Moving Forward From Experimentation

A key question in the lifecycle of creating machine learning services, and the focus of this article, is: when do I move out of Jupyter, and create a formal experiment for my idea?

There is no direct answer to this question. Instead, we have a set of principles that guide our development process.

Start Fast, Then Slow Down

The value of machine learning is that it can improve when given high quality feedback as data. For a machine learning service to receive feedback, it needs to be running in production and making predictions. Because of this, the goal of a first iteration of any service is to get something working as quickly as possible. This means spending less time making small tweaks and improvements in experimentation.

As an engineer working on the first version of a new service, prioritize speed over accuracy.

Accuracy comes in future versions, when feedback is being collected and we have a larger toolkit with which to improve the service. With that in mind, an engineer working on a new revision of an existing service can take their time experimenting with more ideas without the same urgency of the initial version.

Remember: every day that we spend with zero versions of a service deployed is a day we lose out on valuable feedback data.

Make Incremental Changes

Our machine learning experiment lifecycle is a realization of the scientific process in a software development setting. The scientific process relies heavily on being able to measure the effects of alterations to experiments in isolation, and that is an important point to rememeber when experimenting with machine learning.

Make liberal use of minor version bumps to isolate changes from experiment to experiment. If an architecture change is mixed with a change in the dataset curation process, it may be difficult to separate the effects, which will hinder future experiments.

As a machine learning engineer working on improving an existing service, one need not feel as though they can only make one minor version bump before having to move on from the project. It may often take many new minor versions to arrive at one that is promoted and remains as the main revision.

Clean Code is Fast Code

One reason an engineer may be inclined to stay within Jupyter Notebooks for experimentation is that it allows for rapid prototyping. One may feel that the added rigour of writing "production code" may slow down development.
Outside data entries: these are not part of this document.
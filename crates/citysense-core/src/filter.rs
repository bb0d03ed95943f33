//! Filter composition for one dashboard refresh.

use citysense_store::ReadingFilter;

/// Build the filter every operation of a refresh shares.
///
/// A non-empty selection keeps readings whose area is one of the selected
/// values. An empty selection means "show all", not "show none", so callers
/// presenting a multi-select should default it to the full area list.
///
/// ```
/// use citysense_core::compose_filter;
///
/// assert!(compose_filter(&[] as &[&str]).selects_all_areas());
///
/// let filter = compose_filter(&["Market Area", "City Center"]);
/// assert_eq!(filter.areas.unwrap(), vec!["City Center", "Market Area"]);
/// ```
pub fn compose_filter<S: AsRef<str>>(selection: &[S]) -> ReadingFilter {
    ReadingFilter::new().areas(selection.iter().map(|s| s.as_ref().to_string()))
}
While it is true to some extent that "notebook code" is easier and quicker to develop, the tools and rules we have supplemented this development environment with will make it easier to write code efficiently. Static type checking, an emphasis on organizing experiments into tasks, and peer review are all effective productivity tools that are somewhat inaccessible in a notebook environment.

On the flip side, even though type checking is not available within Jupyter, making an effort to write statically compliant code in notebooks will help greatly when it comes time to port an idea from a notebook to a formal experiment. Engineers are encouraged to annotate even notebook code.
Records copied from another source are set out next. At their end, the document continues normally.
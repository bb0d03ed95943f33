//! CLI argument definitions using clap.

use std::path::PathBuf;

use clap::{Args, Parser, Subcommand, ValueEnum};

/// Output format for commands
#[derive(Debug, Clone, Copy, Default, PartialEq, Eq, ValueEnum)]
pub enum OutputFormat {
    #[default]
    Text,
    Json,
}

impl OutputFormat {
    /// Resolve the format: an explicit flag wins over the config value.
    pub fn resolve(flag: Option<Self>, config: Option<&str>) -> Self {
        flag.or_else(|| config.and_then(|s| Self::from_str(s, true).ok()))
            .unwrap_or_default()
    }
}

/// Reusable output format arguments
#[derive(Debug, Clone, Args)]
pub struct OutputArgs {
    /// Output format (defaults to the config value, then text)
    #[arg(short, long, value_enum)]
    pub format: Option<OutputFormat>,
}

#[derive(Parser)]
#[command(name = "citysense")]
#[command(
    author,
    version,
    about = "Dashboard for city environmental sensor readings",
    long_about = None
)]
pub struct Cli {
    /// Enable verbose output
    #[arg(short, long, global = true, conflicts_with = "quiet")]
    pub verbose: bool,

    /// Suppress non-essential output
    #[arg(short, long, global = true)]
    pub quiet: bool,

    /// Path to the config file
    #[arg(long, global = true, env = "CITYSENSE_CONFIG")]
    pub config: Option<PathBuf>,

    /// Path to the readings database (overrides the config file)
    #[arg(long, global = true, env = "CITYSENSE_DB")]
    pub database: Option<PathBuf>,

    #[command(subcommand)]
    pub command: Commands,
}

#[derive(Subcommand)]
pub enum Commands {
    /// Show aggregations, KPIs and abnormal readings
    Dashboard {
        /// Area to include; repeat for several. Defaults to the config
        /// selection, and an empty selection shows every area.
        #[arg(short, long = "area", value_name = "AREA")]
        areas: Vec<String>,

        #[command(flatten)]
        output: OutputArgs,
    },

    /// List the distinct areas in the database
    Areas {
        #[command(flatten)]
        output: OutputArgs,
    },

    /// Show the most recently timestamped readings
    Recent {
        /// Number of readings to show (defaults to the config value)
        #[arg(short = 'n', long)]
        limit: Option<u32>,

        #[command(flatten)]
        output: OutputArgs,
    },

    /// Insert a single reading
    Add {
        /// Area the sensor belongs to
        #[arg(short, long)]
        area: String,

        /// Sensor identifier (a random UUID when omitted)
        #[arg(long)]
        sensor_id: Option<String>,

        /// Reading time, e.g. 2024-05-01T08:30 (defaults to now, UTC)
        #[arg(long)]
        timestamp: Option<String>,

        /// Noise level in dB (0-150)
        #[arg(long, value_parser = parse_noise)]
        noise: i64,

        /// Vehicle count (0-1000)
        #[arg(long, value_parser = parse_traffic)]
        traffic: i64,

        /// PM2.5 concentration (0-500)
        #[arg(long, value_parser = parse_pm25)]
        pm25: i64,

        #[command(flatten)]
        output: OutputArgs,
    },

    /// Import readings from a JSON Lines file
    Import {
        /// File with one reading object per line
        file: PathBuf,
    },

    /// Manage the configuration file
    Config {
        #[command(subcommand)]
        action: ConfigAction,
    },

    /// Generate shell completions
    Completions {
        /// Shell to generate completions for
        #[arg(value_enum)]
        shell: clap_complete::Shell,
    },
}

#[derive(Debug, Clone, Subcommand)]
pub enum ConfigAction {
    /// Print the config file path
    Path,
    /// Print the effective configuration
    Show,
    /// Write a default config file
    Init {
        /// Overwrite an existing file
        #[arg(long)]
        force: bool,
    },
}

/// Largest accepted manual noise value in dB.
pub const MAX_NOISE_DB: i64 = 150;

/// Largest accepted manual traffic count.
pub const MAX_TRAFFIC_COUNT: i64 = 1000;

/// Largest accepted manual PM2.5 value.
pub const MAX_PM25: i64 = 500;

fn parse_measurement(s: &str, name: &str, max: i64) -> Result<i64, String> {
    let value: i64 = s
        .parse()
        .map_err(|_| format!("'{}' is not a valid whole number", s))?;
    if (0..=max).contains(&value) {
        Ok(value)
    } else {
        Err(format!("{} must be between 0 and {}, got {}", name, max, value))
    }
}

fn parse_noise(s: &str) -> Result<i64, String> {
    parse_measurement(s, "noise", MAX_NOISE_DB)
}

fn parse_traffic(s: &str) -> Result<i64, String> {
    parse_measurement(s, "traffic", MAX_TRAFFIC_COUNT)
}

fn parse_pm25(s: &str) -> Result<i64, String> {
    parse_measurement(s, "pm25", MAX_PM25)
}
Another potential reason for staying in Jupyter Notebooks beyond the point that an idea has been found is the compute power available, compared to local training runs. To alleviate this concern, we have remote training, a section of our CLI dedicated to using Compute Engine VMs to train experiments being developed locally.

Failed Experiments Are Fine

One reason an engineer may be hesitant to move on from experimentation in notebooks is that they don't have full confidence that it will actually work when a full training run is executed. An idea may have been tested on a small sample training set and gone reasonably well, but without a gaurantee that it will translate to a successful experiment, they hesitate and instead continue tinkering in the notebook.

This is a flawed thought pattern. Failed experiments are a key part of the machine learning lifecycle, and the lifecycle itself happily facilitates failed experiment flows. One is never in danger of accidentally pushing a failed experiment into production; the infrastructure won't allow it. Because of that, lifting an idea into the full lifecycle serves only to collect more information on its performance.

For example, one may find through their data and regression tests that a certain idea has a specific failure mode. In the case of a text classification problem, a regression test may have been set up for particularly angry vocabulary that the service does surprisingly poorly on.

Now, it is possible to train an experiment to completion locally, and view the artifacts locally, inspecting the test results and deciding whether to commit to a "real" run. While there's nothing in place to stop an engineer from doing that, it is a somewhat discouraged pattern. Ad-hoc runs of experiments where artifacts are saved locally and ultimately discarded rob the future engineer, as well as the rest of the team in the present, of the opportunity to learn from that failure. It becomes lost to time.

Structure is Valuable

In organizing the potentially scattered ideas of a notebook into a formal Python module, one may spot opportunities for efficiency gains that were previously hard to identify. This is part of the value of converting one's own notebook code themselves.

The process of writing a serving application around an idea is valuable as well, as it makes clear what the important artifacts are and what their interface should be. As discussed in the lifecycle article, writing the serving application is deliberately put before the training module because it informs the structure of the training module. Along those lines, writing a serving application for a mostly-formed idea may help crystalize how that idea should be implemented as a training routine.